There are many options for high-risk women including:
High-Risk Breast Cancer Screening Programs
A number of medical centers have established high-risk breast cancer screening programs to help identify and monitor women at high risk for developing breast cancer. Women often need to be referred to one of these centers by their primary care physician or ob/gyn.
Magnetic Resonance Imaging (MRI) Screening
Studies have found magnetic resonance imaging (MRI) screening is better than mammography screening in detecting tumors in women who are at high risk for breast cancer. If you are at high risk for breast cancer, you may want to consider adding MRI screening to your annual mammography screening.
BRCA Genetic Testing
If you have many women or men in your family who have developed breast cancer, you may want to consider genetic testing. It is recommended that all women speak with a genetic counselor before deciding whether to be tested.
If your test result is negative it means you have an average or only slightly higher than average risk of developing breast cancer. A positive test result means you carry a genetic mutation for breast cancer, and you are at greater risk of getting the disease. It does not mean you definitely will get it. Because some particular mutations are associated with higher risks than others, it is essential to have a qualified genetic counselor interpret the results.
Women who are found to carry a BRCA mutation have several options:
- Regular monitoring by a breast specialist. At the current time, MRI with mammography and ultrasound starting when you’re around 25 or 30 seems to be the best approach to surveillance. But you must make sure you are getting the best breast MRI available, in a high-risk or genetic clinic. Images are only as good as the person taking and then reading the pictures.
- Prophylactic mastectomy (removal of both breasts) and/or prophylactic oophorectomy (removal of the ovaries).

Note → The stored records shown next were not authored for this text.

//! Time-bounded memoization of identical collection requests.
//!
//! This sits outside the collection pipeline: callers key it by source
//! identifier and filter parameters and consult it before running a request.

use chrono::NaiveDate;
use std::collections::HashMap;
use std::hash::Hash;
use std::sync::Mutex;
use std::time::{Duration, Instant};
use tracing::debug;

use crate::types::FilterKind;

/// Cache key for a collection request.
#[derive(Debug, Clone, PartialEq, Eq, Hash)]
pub enum RequestKey {
    Subreddit {
        name: String,
        filter: FilterKind,
        start: Option<NaiveDate>,
        end: Option<NaiveDate>,
    },
    Thread {
        url: String,
    },
}

impl RequestKey {
    /// Subreddit names are case-insensitive on Reddit.
    pub fn subreddit(
        name: &str,
        filter: FilterKind,
        start: Option<NaiveDate>,
        end: Option<NaiveDate>,
    ) -> Self {
        let (start, end) = match filter {
            FilterKind::DateRange => (start, end),
            _ => (None, None),
        };
        RequestKey::Subreddit {
            name: name.trim().to_lowercase(),
            filter,
            start,
            end,
        }
    }

    pub fn thread(url: &str) -> Self {
        RequestKey::Thread {
            url: url.trim().to_string(),
        }
    }
}

struct Entry<V> {
    value: V,
    stored_at: Instant,
}

pub struct TtlCache<K, V> {
    ttl: Duration,
    entries: Mutex<HashMap<K, Entry<V>>>,
}

impl<K, V> TtlCache<K, V>
where
    K: Eq + Hash + Clone + std::fmt::Debug,
    V: Clone,
{
    pub fn new(ttl: Duration) -> Self {
        Self {
            ttl,
            entries: Mutex::new(HashMap::new()),
        }
    }

    pub fn get(&self, key: &K) -> Option<V> {
        self.get_at(key, Instant::now())
    }

    pub fn insert(&self, key: K, value: V) {
        self.insert_at(key, value, Instant::now());
    }

    pub fn len(&self) -> usize {
        self.lock().len()
    }

    pub fn is_empty(&self) -> bool {
        self.len() == 0
    }

    pub fn clear(&self) {
        self.lock().clear();
    }

    fn get_at(&self, key: &K, now: Instant) -> Option<V> {
        let mut entries = self.lock();
        let fresh = match entries.get(key) {
            Some(entry) => now.saturating_duration_since(entry.stored_at) < self.ttl,
            None => return None,
        };

        if fresh {
            debug!("Cache hit for {:?}", key);
            entries.get(key).map(|entry| entry.value.clone())
        } else {
            debug!("Cache entry for {:?} expired", key);
            entries.remove(key);
            None
        }
    }

    fn insert_at(&self, key: K, value: V, now: Instant) {
        let mut entries = self.lock();
        entries.retain(|_, entry| now.saturating_duration_since(entry.stored_at) < self.ttl);
        entries.insert(
            key,
            Entry {
                value,
                stored_at: now,
            },
        );
    }

    fn lock(&self) -> std::sync::MutexGuard<'_, HashMap<K, Entry<V>>> {
        // A panic while holding the lock cannot leave a half-written entry.
        self.entries
            .lock()
            .unwrap_or_else(|poisoned| poisoned.into_inner())
    }
}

- Chemoprevention (like tamoxifen or raloxifene).
Tamoxifen and raloxifene are hormonal treatments used to prevent breast cancer. (Tamoxifen is also used to treat hormone-sensitive breast cancer.) Hormonal therapies slow or stop cancer’s growth by changing the hormonal environment. Tamoxifen can be taken by both premenopausal and postmenopausal women. In contrast, raloxifene can only be used by postmenopausal. (It hasn’t yet been tested in premenopausal women.) Both drugs come in pill form and are taken daily, for five years.